When a spouse feels like they’ve been transformed from partner to helpmate, a relationship can start to break down, says Butler. Those who leave often do so for the sake of the children. As Andrews says, “For many, it comes down to how you manage the mental illness of the spouse and still protect the children.”
Those who stay often do so for financial reasons. The ill partner may not be working and the household finances may have been depleted due to costly medications, hospital-related expenses and non-medical services.
Then there are others who stay for fear of being judged. “Some people endure and endure and endure until they become like martyrs,” says Andrews. “They feel like to leave somebody because they’re ill and to honour their own need for something better would go against their values.”
Andrews says among the couples who make it work, the deciding factor is whether the spouse with the mental illness is willing to take responsibility for his or her condition. That means following a treatment plan, practising self-care and allowing their partner to communicate with medical professionals.
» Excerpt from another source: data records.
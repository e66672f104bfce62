// src/engine/build.rs

use std::path::{Path, PathBuf};
use std::sync::{Arc, Mutex};

use tracing::{error, info, warn};

use crate::cache::{ChecksumStore, Checksums};
use crate::config::loader::{discover_task_definitions, load_and_validate, project_root};
use crate::config::model::ProjectConfig;
use crate::dag::{
    build_dependency_graph, filter_rebuild_set, schedule, select_tasks, ChecksumStaleness,
    DependencyGraph,
};
use crate::engine::executor::{BuildResult, Executor};
use crate::errors::Result;
use crate::exec::TaskExecutor;
use crate::fs::FileSystem;
use crate::task::{TaskEnv, TaskRegistry};
use crate::types::TaskName;

/// Options for a single `build` invocation.
#[derive(Debug, Clone, Default)]
pub struct BuildOptions {
    /// Task name patterns (full-match regexes); empty selects every task.
    pub patterns: Vec<String>,
    /// Overrides `[config].jobs` when set.
    pub jobs: Option<usize>,
}

/// Which output directories `clean` removes.
#[derive(Debug, Clone, PartialEq, Eq)]
pub enum CleanTarget {
    All,
    /// The named tasks and all of their transitive dependencies.
    Tasks(Vec<TaskName>),
}

/// Result of rebuild determination, before anything runs.
#[derive(Debug, Clone)]
pub struct BuildPlan {
    /// Selected tasks and their dependencies.
    pub selected: DependencyGraph,
    /// The part of `selected` that must run.
    pub rebuild: DependencyGraph,
}

impl BuildPlan {
    pub fn skipped(&self) -> usize {
        self.selected.len() - self.rebuild.len()
    }
}

/// Outcome of `build`: the executor result plus how many tasks were up to
/// date.
#[derive(Debug, Clone)]
pub struct BuildReport {
    pub result: BuildResult,
    pub skipped: usize,
}

impl BuildReport {
    pub fn success(&self) -> bool {
        self.result.success
    }
}

/// A loaded project: configuration, resolved tasks and dependency graph.
#[derive(Debug)]
pub struct Project {
    fs: Arc<dyn FileSystem>,
    root: PathBuf,
    config: ProjectConfig,
    registry: Arc<TaskRegistry>,
    graph: DependencyGraph,
}

impl Project {
    /// Load `config_path`, build the dependency graph and discover task
    /// definitions below the project root.
    ///
    /// Fails before touching any state if the configuration is invalid or
    /// the dependency graph has a cycle.
    pub fn load(fs: Arc<dyn FileSystem>, config_path: &Path) -> Result<Self> {
        let config = load_and_validate(fs.as_ref(), config_path)?;
        let root = project_root(config_path);
        let graph = build_dependency_graph(Some(&config.dependency_map()))?;

        let skip = [
            root.join(&config.config.build_dir),
            root.join(&config.config.state_dir),
        ];
        let discovered =
            discover_task_definitions(fs.as_ref(), &root, &config.config.task_file, &skip)?;
        let registry = TaskRegistry::from_discovered(
            fs.as_ref(),
            &root,
            &config,
            discovered,
            &TaskEnv::from_process(),
        )?;

        info!(root = ?root, tasks = graph.len(), "loaded project");
        Ok(Self {
            fs,
            root,
            config,
            registry: Arc::new(registry),
            graph,
        })
    }

    /// Assemble a project from already-resolved parts.
    pub fn from_parts(
        fs: Arc<dyn FileSystem>,
        root: PathBuf,
        config: ProjectConfig,
        registry: TaskRegistry,
    ) -> Result<Self> {
        let graph = build_dependency_graph(Some(&config.dependency_map()))?;
        Ok(Self {
            fs,
            root,
            config,
            registry: Arc::new(registry),
            graph,
        })
    }

    pub fn graph(&self) -> &DependencyGraph {
        &self.graph
    }

    pub fn config(&self) -> &ProjectConfig {
        &self.config
    }

    pub fn registry(&self) -> &TaskRegistry {
        &self.registry
    }

    pub fn root(&self) -> &Path {
        &self.root
    }

    pub fn checksum_store(&self) -> ChecksumStore {
        ChecksumStore::new(
            Arc::clone(&self.fs),
            &self.root.join(&self.config.config.state_dir),
            self.config.task_names(),
        )
    }

    fn plan_with(
        &self,
        patterns: &[String],
        checksums: &Checksums,
    ) -> Result<BuildPlan> {
        let selected = select_tasks(&self.graph, patterns)?;
        let staleness = ChecksumStaleness::new(Arc::clone(&self.fs), &self.registry, checksums);
        let rebuild = filter_rebuild_set(&selected, &staleness)?;
        Ok(BuildPlan { selected, rebuild })
    }

    /// Compute what a build would run, without creating or modifying the
    /// checksum store.
    pub fn plan(&self, patterns: &[String]) -> Result<BuildPlan> {
        let checksums = self.checksum_store().snapshot();
        self.plan_with(patterns, &checksums)
    }

    /// Run an incremental build.
    pub async fn build(
        &self,
        backend: Arc<dyn TaskExecutor>,
        options: &BuildOptions,
    ) -> Result<BuildReport> {
        let mut store = self.checksum_store();
        let checksums = store.ensure(&self.config.task_names())?;
        let plan = self.plan_with(&options.patterns, &checksums)?;
        let skipped = plan.skipped();

        if plan.rebuild.is_empty() {
            info!(skipped, "all selected tasks are up to date");
        } else {
            self.registry
                .setup_build_dirs(self.fs.as_ref(), plan.rebuild.tasks())?;
        }

        let state = schedule(&plan.rebuild);
        let executor = Executor::new(
            Arc::clone(&self.registry),
            Arc::new(Mutex::new(store)),
            backend,
            Arc::clone(&self.fs),
            options.jobs.unwrap_or(self.config.config.jobs),
        );
        let result = executor.run(&plan.rebuild, state).await;

        match result.failure.as_ref() {
            None => info!(
                "built {} task(s), skipped {}",
                result.rebuilt_count(),
                skipped
            ),
            Some(failure) => {
                let log = failure
                    .log_path
                    .as_ref()
                    .map(|p| p.display().to_string())
                    .unwrap_or_else(|| "<no log>".to_string());
                error!("build failed at task '{}'; see {}", failure.task, log);
            }
        }

        Ok(BuildReport { result, skipped })
    }

    /// Remove task output directories and mark the affected tasks dirty.
    ///
    /// Returns the number of directories removed.
    pub fn clean(&self, target: &CleanTarget) -> Result<usize> {
        let names: Vec<TaskName> = match target {
            CleanTarget::All => self.registry.names(),
            CleanTarget::Tasks(requested) => {
                for name in requested {
                    if !self.graph.contains(name) {
                        warn!(task = %name, "unknown task; ignoring");
                    }
                }
                self.graph
                    .with_transitive_dependencies(requested.iter().map(String::as_str))
                    .into_iter()
                    .collect()
            }
        };

        let removed = self.registry.clean(self.fs.as_ref(), &names)?;

        let mut store = self.checksum_store();
        if store.exists() && !names.is_empty() {
            store.mark_all_dirty(&names)?;
        }

        info!(removed, "cleaned build directories");
        Ok(removed)
    }
}
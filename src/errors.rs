// src/errors.rs

//! Crate-wide error type and result alias.
//!
//! Structural errors (`ConfigError`, `DagCycle`) are raised before any task
//! runs and abort the build. Checksum store errors are mostly recovered from
//! by the store itself; see [`crate::cache::ChecksumStore`].

use std::path::PathBuf;

use thiserror::Error;

use crate::types::TaskName;

#[derive(Error, Debug)]
pub enum BobError {
    #[error("Configuration error: {0}")]
    ConfigError(String),

    #[error("Cycle detected in task dependency graph: {0}")]
    DagCycle(String),

    #[error("Task not found: {0}")]
    TaskNotFound(TaskName),

    #[error("Checksum store not found at {0:?}; it must be created before loading")]
    ChecksumStoreMissing(PathBuf),

    #[error("Checksum store at {path:?} is corrupted: {reason}")]
    ChecksumCorruption { path: PathBuf, reason: String },

    #[error("Rejected checksum store write: {0}")]
    ChecksumValidation(String),

    #[error("IO error: {0}")]
    IoError(#[from] std::io::Error),

    #[error("TOML parsing error: {0}")]
    TomlError(#[from] toml::de::Error),

    #[error("JSON error: {0}")]
    JsonError(#[from] serde_json::Error),

    #[error(transparent)]
    Other(#[from] anyhow::Error),
}

pub use anyhow::Error;
pub type Result<T> = std::result::Result<T, BobError>;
That’s how Marion Gibson and her husband, John, say they’ve kept their marriage healthy. They’d been married 20 years when John had a psychotic breakdown in 2011. Marion was on a business trip in Ontario when she got a call from her husband at home in Victoria saying he’d called the police because he was convinced she was trying to poison him.
Marion describes the ordeal in her memoir, Unfaithful Mind, as “the worst period of my life” and says the breakdown came out of nowhere. John was eventually diagnosed as having a delusional disorder but it took years to find the right medication and dosage.
After John’s health stabilized, the couple sat down and wrote a step-by-step plan to follow in the event of another breakdown. “Because of the unique nature of John’s illness, he loses trust and confidence in me and in our marriage, and he really does not want anything to do with me,” says Marion. “If he doesn’t want to see the psychiatrist, then John has signed a form [allowing] me to discuss what is happening with the psychiatrist.”
Butler says open communication and working together with an element of trust and honesty is critical. He also helps couples establish a schedule that ensures both share the workload and both have time for self-care. That can be as simple as going for a bike ride or ensuring they’re getting enough sleep.
“Many people arrive here exhausted, and they’ve gone into bunker mode where they don’t want to make any big changes. They’re frozen from being in a state of crisis,” says Butler. “We try to untangle that ball of wool.”
For Diane, that ball of wool has so many knots she doesn’t know where to start. She’s found her own ways to cope, even if means sitting alone in a cemetery. She sometimes allows herself to think about an exit plan: moving west to be close to her parents, far away from the madness that is her marriage.
With that faint weary smile she says, “The danger of living with a mentally ill spouse is that you lose sight
of normalcy and get sucked into the chaos.”